Conclusion: The CYP2D6 explanatory power for active drug level assessment is maximized by TAM-specific phenotype assignments while a genotype cutoff that separates PM/PM and PM/IM from the remaining patients may improve clinical benefit via increased endoxifen concentrations.
Tamoxifen (TAM) is a widely prescribed antiestrogen for the control of estrogen receptor (ER)-positive breast cancer, yet its efficacy is reduced due to the development of endocrine resistance and intrinsic patient characteristics that prevent drug response. The latter has been partially attributed to a lack of TAM bioactivation toward its active metabolite, endoxifen. Pharmacological and pharmacogenetic evidence strongly support that in vivo endoxifen formation is mainly mediated from the primary metabolite N-desmethyl-TAM by the cytochrome P450 2D6 (CYP2D6) enzyme (Stearns et al., 2003; Desta et al., 2004). As distinct genetically determined functional variants are present in the general population, inter-patient variability of plasma endoxifen is expected to be predictable, at least in part, by CYP2D6 (de Vries Schultink et al., 2015).
The CYP2D6 polymorphism with more than 100 known alleles contributes to inter-individual differences in enzyme activities and plasma exposure of metabolized drugs and are commonly grouped into four CYP2D6 metabolizer phenotypes: ultra-rapid (UM), extensive (EM), intermediate (IM), and poor (PM) metabolizers.
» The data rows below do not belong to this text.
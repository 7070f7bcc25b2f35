//! Seeded synthetic data for tests and benchmarks.

use ndarray::{Array1, Array2};
use rand::prelude::*;

use crate::data::{DenseDataset, HashedDataset};
use crate::hashing::TextFeaturizer;

/// Random dense features, uniform in `[min, max]`.
pub fn random_dense(rows: usize, cols: usize, seed: u64, min: f64, max: f64) -> Array2<f64> {
    assert!(max >= min);
    let mut rng = StdRng::seed_from_u64(seed);
    let width = max - min;
    Array2::from_shape_simple_fn((rows, cols), || min + rng.r#gen::<f64>() * width)
}

/// Dense regression data whose targets are a random linear function of the
/// features plus uniform noise.
///
/// Returns `(dataset, weights, bias)`.
pub fn synthetic_linear_regression(
    rows: usize,
    cols: usize,
    seed: u64,
    noise_amplitude: f64,
) -> (DenseDataset, Array1<f64>, f64) {
    let features = random_dense(rows, cols, seed, 0.0, 1.0);
    let mut rng = StdRng::seed_from_u64(seed.wrapping_add(1));

    let weights: Array1<f64> = (0..cols).map(|_| rng.r#gen::<f64>() * 2.0 - 1.0).collect();
    let bias = rng.r#gen::<f64>() * 0.5 - 0.25;

    let targets: Array1<f64> = features
        .rows()
        .into_iter()
        .map(|row| {
            let noise = if noise_amplitude > 0.0 {
                (rng.r#gen::<f64>() * 2.0 - 1.0) * noise_amplitude
            } else {
                0.0
            };
            bias + row.dot(&weights) + noise
        })
        .collect();

    let dataset = DenseDataset::new(features, targets).expect("one target per row");
    (dataset, weights, bias)
}

/// Deterministic train/valid split indices.
///
/// Returns `(train_idx, valid_idx)`.
pub fn split_indices(rows: usize, valid_fraction: f64, seed: u64) -> (Vec<usize>, Vec<usize>) {
    assert!((0.0..1.0).contains(&valid_fraction));
    let mut idx: Vec<usize> = (0..rows).collect();
    let mut rng = StdRng::seed_from_u64(seed);
    idx.shuffle(&mut rng);

    let valid_len = ((rows as f64) * valid_fraction).round() as usize;
    let (valid, train) = idx.split_at(valid_len.min(rows));
    (train.to_vec(), valid.to_vec())
}

const POSITIVE_WORDS: &[&str] = &["good", "great", "excellent", "lovely", "superb", "enjoyable"];
const NEGATIVE_WORDS: &[&str] = &["bad", "awful", "terrible", "boring", "dreadful", "poor"];
const NEUTRAL_WORDS: &[&str] = &["the", "movie", "plot", "was", "acting", "really", "film", "a"];

/// Short labelled sentences: each mixes neutral filler with two or three
/// words from the sentiment vocabulary of its label.
pub fn synthetic_sentences(n_samples: usize, seed: u64) -> Vec<(String, f64)> {
    let mut rng = StdRng::seed_from_u64(seed);
    (0..n_samples)
        .map(|_| {
            let positive = rng.gen_bool(0.5);
            let vocab = if positive { POSITIVE_WORDS } else { NEGATIVE_WORDS };

            let mut words: Vec<&str> = Vec::new();
            for _ in 0..rng.gen_range(1..=4) {
                words.push(NEUTRAL_WORDS.choose(&mut rng).copied().unwrap_or("the"));
            }
            for _ in 0..rng.gen_range(2..=3) {
                words.push(vocab.choose(&mut rng).copied().unwrap_or("good"));
            }
            words.shuffle(&mut rng);

            (words.join(" "), if positive { 1.0 } else { 0.0 })
        })
        .collect()
}

/// [`synthetic_sentences`] hashed with `featurizer`.
pub fn synthetic_sentiment(n_samples: usize, seed: u64, featurizer: TextFeaturizer) -> HashedDataset {
    HashedDataset::from_sentences(featurizer, synthetic_sentences(n_samples, seed))
}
Traditionally, these have been defined using probe substrates, however, due to probe drug differences to derive phenotypes, CYP2D6 genotyping has emerged as the method of choice to predict enzyme activity (Hicks et al., 2014). Activity scores (ASs) of 0, 0.5, and 1 for null (PM), reduced-function (IM), and fully-functional (EM) alleles, respectively, have been used to infer metabolizer phenotypes from diplotypes (Gaedigk et al., 2008). Of note, there is no universally accepted method to assign allele ASs that reflect metabolic activity across all enzyme substrates. In particular, this refers to the activities of reduced-function alleles 9, 10, 17, 29, and 41, of which 10 has been suggested to have a more deleterious effect on enzyme function compared to the remaining IM alleles (Steimer et al., 2004; Shen et al., 2007). A recent literature review across various CYP2D6 substrates suggested that a 10 AS downgrade from 0.5 to 0.25 may better reflect the functional impairment in 10 defined IM individuals (Hicks et al., 2014).
Prediction of an impaired TAM metabolizer phenotype (IM, PM) with low endoxifen formation capacity is potentially important for personalized treatment decisions in breast cancer such as increasing the therapeutic TAM dose or replacing TAM with an aromatase inhibitor (AI). Although prospective data that demonstrate a clinical benefit of dose adjustment are lacking, a retrospectively defined clinical threshold of 5.9 ng/mL (15.8 nM) plasma endoxifen separated patients below this cutoff into those with reduced clinical benefit from the remainders (Madlensky et al., 2011; Saladores et al., 2015), suggesting a clinical relevance of predicting endoxifen formation capacity. Since routine therapeutic endoxifen monitoring is not standard clinical practice, genotyping has been put forward and tested in several studies as a prospective tool to select patients for TAM dose escalation or to establish its predictive value (Irvin et al., 2011; Kiyotani et al., 2012; Dezentjé et al., 2015; Hertz et al., 2015; Fox et al., 2016). In the absence of standardized guidelines (Hicks et al., 2014), studies used different phenotype assignments including that based on CYP2D6-dependent codeine metabolism (Crews et al., 2014). As a consequence, low endoxifen predictability from codeine-specific CYP2D6 phenotype assessment in a recent study (Fox et al., 2016) led to recommendations against the use of CYP2D6 genotype to guide clinical decisions (Hertz and Rae, 2016a).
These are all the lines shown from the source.